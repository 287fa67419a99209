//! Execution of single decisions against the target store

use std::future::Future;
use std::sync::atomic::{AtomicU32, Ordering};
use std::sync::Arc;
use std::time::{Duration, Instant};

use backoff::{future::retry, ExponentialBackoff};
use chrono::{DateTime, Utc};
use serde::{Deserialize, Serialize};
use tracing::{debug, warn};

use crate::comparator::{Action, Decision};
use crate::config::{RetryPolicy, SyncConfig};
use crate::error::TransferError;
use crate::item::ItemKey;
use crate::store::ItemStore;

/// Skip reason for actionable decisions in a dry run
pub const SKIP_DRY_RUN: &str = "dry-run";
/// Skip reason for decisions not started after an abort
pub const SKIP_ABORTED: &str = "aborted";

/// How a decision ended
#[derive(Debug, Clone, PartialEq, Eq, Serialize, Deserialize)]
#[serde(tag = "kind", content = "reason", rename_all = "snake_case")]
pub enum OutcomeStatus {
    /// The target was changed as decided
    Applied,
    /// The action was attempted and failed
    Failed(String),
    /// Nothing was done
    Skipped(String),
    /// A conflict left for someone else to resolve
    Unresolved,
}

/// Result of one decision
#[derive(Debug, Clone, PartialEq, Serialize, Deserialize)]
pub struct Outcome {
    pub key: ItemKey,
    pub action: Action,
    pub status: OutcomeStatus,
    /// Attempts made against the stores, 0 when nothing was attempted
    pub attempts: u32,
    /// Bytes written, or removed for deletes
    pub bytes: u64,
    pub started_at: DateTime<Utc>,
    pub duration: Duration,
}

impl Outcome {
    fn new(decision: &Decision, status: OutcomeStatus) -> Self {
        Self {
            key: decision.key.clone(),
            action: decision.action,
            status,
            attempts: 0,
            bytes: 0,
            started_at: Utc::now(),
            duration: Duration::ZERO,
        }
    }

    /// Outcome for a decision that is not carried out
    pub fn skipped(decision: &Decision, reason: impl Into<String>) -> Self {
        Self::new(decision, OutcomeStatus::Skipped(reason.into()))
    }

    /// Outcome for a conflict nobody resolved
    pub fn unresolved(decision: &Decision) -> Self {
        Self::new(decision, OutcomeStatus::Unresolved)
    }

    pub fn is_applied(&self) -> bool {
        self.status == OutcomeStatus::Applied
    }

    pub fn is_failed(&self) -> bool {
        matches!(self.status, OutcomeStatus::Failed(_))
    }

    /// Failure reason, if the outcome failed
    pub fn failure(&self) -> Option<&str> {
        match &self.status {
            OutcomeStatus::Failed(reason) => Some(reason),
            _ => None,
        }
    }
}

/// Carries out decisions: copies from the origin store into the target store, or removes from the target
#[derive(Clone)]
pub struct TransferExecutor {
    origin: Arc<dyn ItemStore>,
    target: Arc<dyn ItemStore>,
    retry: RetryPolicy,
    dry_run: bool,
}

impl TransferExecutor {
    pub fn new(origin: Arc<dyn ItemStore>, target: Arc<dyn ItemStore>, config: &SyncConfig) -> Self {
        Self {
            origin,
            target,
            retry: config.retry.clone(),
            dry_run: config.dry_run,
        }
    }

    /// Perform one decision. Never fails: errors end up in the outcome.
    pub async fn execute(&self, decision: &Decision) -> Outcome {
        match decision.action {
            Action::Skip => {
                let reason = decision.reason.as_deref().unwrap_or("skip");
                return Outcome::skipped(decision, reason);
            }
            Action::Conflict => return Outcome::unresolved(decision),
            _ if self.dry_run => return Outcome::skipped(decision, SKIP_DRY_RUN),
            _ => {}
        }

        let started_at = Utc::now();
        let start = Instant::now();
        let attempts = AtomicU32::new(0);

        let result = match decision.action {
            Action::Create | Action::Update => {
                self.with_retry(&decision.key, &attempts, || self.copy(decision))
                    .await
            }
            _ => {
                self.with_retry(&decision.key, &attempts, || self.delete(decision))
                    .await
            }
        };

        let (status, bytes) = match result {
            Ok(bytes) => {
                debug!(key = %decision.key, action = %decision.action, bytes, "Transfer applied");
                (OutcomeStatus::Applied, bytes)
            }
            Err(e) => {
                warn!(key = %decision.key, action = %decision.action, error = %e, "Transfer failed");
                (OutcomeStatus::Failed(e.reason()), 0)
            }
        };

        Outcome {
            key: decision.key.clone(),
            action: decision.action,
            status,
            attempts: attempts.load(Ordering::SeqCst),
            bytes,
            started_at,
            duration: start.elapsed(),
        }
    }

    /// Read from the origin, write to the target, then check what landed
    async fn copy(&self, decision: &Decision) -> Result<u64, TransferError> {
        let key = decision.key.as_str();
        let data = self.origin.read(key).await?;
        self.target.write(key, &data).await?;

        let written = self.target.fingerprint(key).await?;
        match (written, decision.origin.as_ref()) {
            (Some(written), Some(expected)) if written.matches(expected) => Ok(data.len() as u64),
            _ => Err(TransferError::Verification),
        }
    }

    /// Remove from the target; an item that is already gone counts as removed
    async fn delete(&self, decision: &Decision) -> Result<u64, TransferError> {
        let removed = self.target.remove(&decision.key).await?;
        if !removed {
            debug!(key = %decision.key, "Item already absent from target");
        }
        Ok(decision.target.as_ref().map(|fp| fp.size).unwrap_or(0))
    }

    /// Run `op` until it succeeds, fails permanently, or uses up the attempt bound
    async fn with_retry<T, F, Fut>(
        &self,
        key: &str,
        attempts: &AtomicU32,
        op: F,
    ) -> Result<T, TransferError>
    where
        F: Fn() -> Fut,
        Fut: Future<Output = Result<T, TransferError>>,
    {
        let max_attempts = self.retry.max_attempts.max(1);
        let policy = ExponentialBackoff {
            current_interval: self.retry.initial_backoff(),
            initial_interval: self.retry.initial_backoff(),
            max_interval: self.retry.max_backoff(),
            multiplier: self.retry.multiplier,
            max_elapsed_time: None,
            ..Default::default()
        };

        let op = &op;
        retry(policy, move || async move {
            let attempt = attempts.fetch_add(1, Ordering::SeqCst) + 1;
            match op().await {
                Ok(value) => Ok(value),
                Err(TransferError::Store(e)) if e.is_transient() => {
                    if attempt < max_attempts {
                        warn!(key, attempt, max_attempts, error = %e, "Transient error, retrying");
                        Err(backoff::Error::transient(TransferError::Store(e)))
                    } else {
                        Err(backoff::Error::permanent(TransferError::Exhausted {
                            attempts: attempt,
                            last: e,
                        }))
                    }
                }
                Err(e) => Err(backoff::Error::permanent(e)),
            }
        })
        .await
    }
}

━━━━━━━━━━━━━━━━━━━━━━━━━━━━━━

▶ What is expected: Your response should consist of the full listing, repeated exactly.

▶ Answer area:
repository 287fa67419a99209
//! Execution of single decisions against the target store

use std::future::Future;
use std::sync::atomic::{AtomicU32, Ordering};
use std::sync::Arc;
use std::time::{Duration, Instant};

use backoff::{future::retry, ExponentialBackoff};
use chrono::{DateTime, Utc};
use serde::{Deserialize, Serialize};
use tracing::{debug, warn};

use crate::comparator::{Action, Decision};
use crate::config::{RetryPolicy, SyncConfig};
use crate::error::TransferError;
use crate::item::ItemKey;
use crate::store::ItemStore;

/// Skip reason for actionable decisions in a dry run
pub const SKIP_DRY_RUN: &str = "dry-run";
/// Skip reason for decisions not started after an abort
pub const SKIP_ABORTED: &str = "aborted";

/// How a decision ended
#[derive(Debug, Clone, PartialEq, Eq, Serialize, Deserialize)]
#[serde(tag = "kind", content = "reason", rename_all = "snake_case")]
pub enum OutcomeStatus {
    /// The target was changed as decided
    Applied,
    /// The action was attempted and failed
    Failed(String),
    /// Nothing was done
    Skipped(String),
    /// A conflict left for someone else to resolve
    Unresolved,
}

/// Result of one decision
#[derive(Debug, Clone, PartialEq, Serialize, Deserialize)]
pub struct Outcome {
    pub key: ItemKey,
    pub action: Action,
    pub status: OutcomeStatus,
    /// Attempts made against the stores, 0 when nothing was attempted
    pub attempts: u32,
    /// Bytes written, or removed for deletes
    pub bytes: u64,
    pub started_at: DateTime<Utc>,
    pub duration: Duration,
}

impl Outcome {
    fn new(decision: &Decision, status: OutcomeStatus) -> Self {
        Self {
            key: decision.key.clone(),
            action: decision.action,
            status,
            attempts: 0,
            bytes: 0,
            started_at: Utc::now(),
            duration: Duration::ZERO,
        }
    }

    /// Outcome for a decision that is not carried out
    pub fn skipped(decision: &Decision, reason: impl Into<String>) -> Self {
        Self::new(decision, OutcomeStatus::Skipped(reason.into()))
    }

    /// Outcome for a conflict nobody resolved
    pub fn unresolved(decision: &Decision) -> Self {
        Self::new(decision, OutcomeStatus::Unresolved)
    }

    pub fn is_applied(&self) -> bool {
        self.status == OutcomeStatus::Applied
    }

    pub fn is_failed(&self) -> bool {
        matches!(self.status, OutcomeStatus::Failed(_))
    }

    /// Failure reason, if the outcome failed
    pub fn failure(&self) -> Option<&str> {
        match &self.status {
            OutcomeStatus::Failed(reason) => Some(reason),
            _ => None,
        }
    }
}

/// Carries out decisions: copies from the origin store into the target store, or removes from the target
#[derive(Clone)]
pub struct TransferExecutor {
    origin: Arc<dyn ItemStore>,
    target: Arc<dyn ItemStore>,
    retry: RetryPolicy,
    dry_run: bool,
}

impl TransferExecutor {
    pub fn new(origin: Arc<dyn ItemStore>, target: Arc<dyn ItemStore>, config: &SyncConfig) -> Self {
        Self {
            origin,
            target,
            retry: config.retry.clone(),
            dry_run: config.dry_run,
        }
    }

    /// Perform one decision. Never fails: errors end up in the outcome.
    pub async fn execute(&self, decision: &Decision) -> Outcome {
        match decision.action {
            Action::Skip => {
                let reason = decision.reason.as_deref().unwrap_or("skip");
                return Outcome::skipped(decision, reason);
            }
            Action::Conflict => return Outcome::unresolved(decision),
            _ if self.dry_run => return Outcome::skipped(decision, SKIP_DRY_RUN),
            _ => {}
        }

        let started_at = Utc::now();
        let start = Instant::now();
        let attempts = AtomicU32::new(0);

        let result = match decision.action {
            Action::Create | Action::Update => {
                self.with_retry(&decision.key, &attempts, || self.copy(decision))
                    .await
            }
            _ => {
                self.with_retry(&decision.key, &attempts, || self.delete(decision))
                    .await
            }
        };

        let (status, bytes) = match result {
            Ok(bytes) => {
                debug!(key = %decision.key, action = %decision.action, bytes, "Transfer applied");
                (OutcomeStatus::Applied, bytes)
            }
            Err(e) => {
                warn!(key = %decision.key, action = %decision.action, error = %e, "Transfer failed");
                (OutcomeStatus::Failed(e.reason()), 0)
            }
        };

        Outcome {
            key: decision.key.clone(),
            action: decision.action,
            status,
            attempts: attempts.load(Ordering::SeqCst),
            bytes,
            started_at,
            duration: start.elapsed(),
        }
    }

    /// Read from the origin, write to the target, then check what landed
    async fn copy(&self, decision: &Decision) -> Result<u64, TransferError> {
        let key = decision.key.as_str();
        let data = self.origin.read(key).await?;
        self.target.write(key, &data).await?;

        let written = self.target.fingerprint(key).await?;
        match (written, decision.origin.as_ref()) {
            (Some(written), Some(expected)) if written.matches(expected) => Ok(data.len() as u64),
            _ => Err(TransferError::Verification),
        }
    }

    /// Remove from the target; an item that is already gone counts as removed
    async fn delete(&self, decision: &Decision) -> Result<u64, TransferError> {
        let removed = self.target.remove(&decision.key).await?;
        if !removed {
            debug!(key = %decision.key, "Item already absent from target");
        }
        Ok(decision.target.as_ref().map(|fp| fp.size).unwrap_or(0))
    }

    /// Run `op` until it succeeds, fails permanently, or uses up the attempt bound
    async fn with_retry<T, F, Fut>(
        &self,
        key: &str,
        attempts: &AtomicU32,
        op: F,
    ) -> Result<T, TransferError>
    where
        F: Fn() -> Fut,
        Fut: Future<Output = Result<T, TransferError>>,
    {
        let max_attempts = self.retry.max_attempts.max(1);
        let policy = ExponentialBackoff {
            current_interval: self.retry.initial_backoff(),
            initial_interval: self.retry.initial_backoff(),
            max_interval: self.retry.max_backoff(),
            multiplier: self.retry.multiplier,
            max_elapsed_time: None,
            ..Default::default()
        };

        let op = &op;
        retry(policy, move || async move {
            let attempt = attempts.fetch_add(1, Ordering::SeqCst) + 1;
            match op().await {
                Ok(value) => Ok(value),
                Err(TransferError::Store(e)) if e.is_transient() => {
                    if attempt < max_attempts {
                        warn!(key, attempt, max_attempts, error = %e, "Transient error, retrying");
                        Err(backoff::Error::transient(TransferError::Store(e)))
                    } else {
                        Err(backoff::Error::permanent(TransferError::Exhausted {
                            attempts: attempt,
                            last: e,
                        }))
                    }
                }
                Err(e) => Err(backoff::Error::permanent(e)),
            }
        })
        .await
    }
}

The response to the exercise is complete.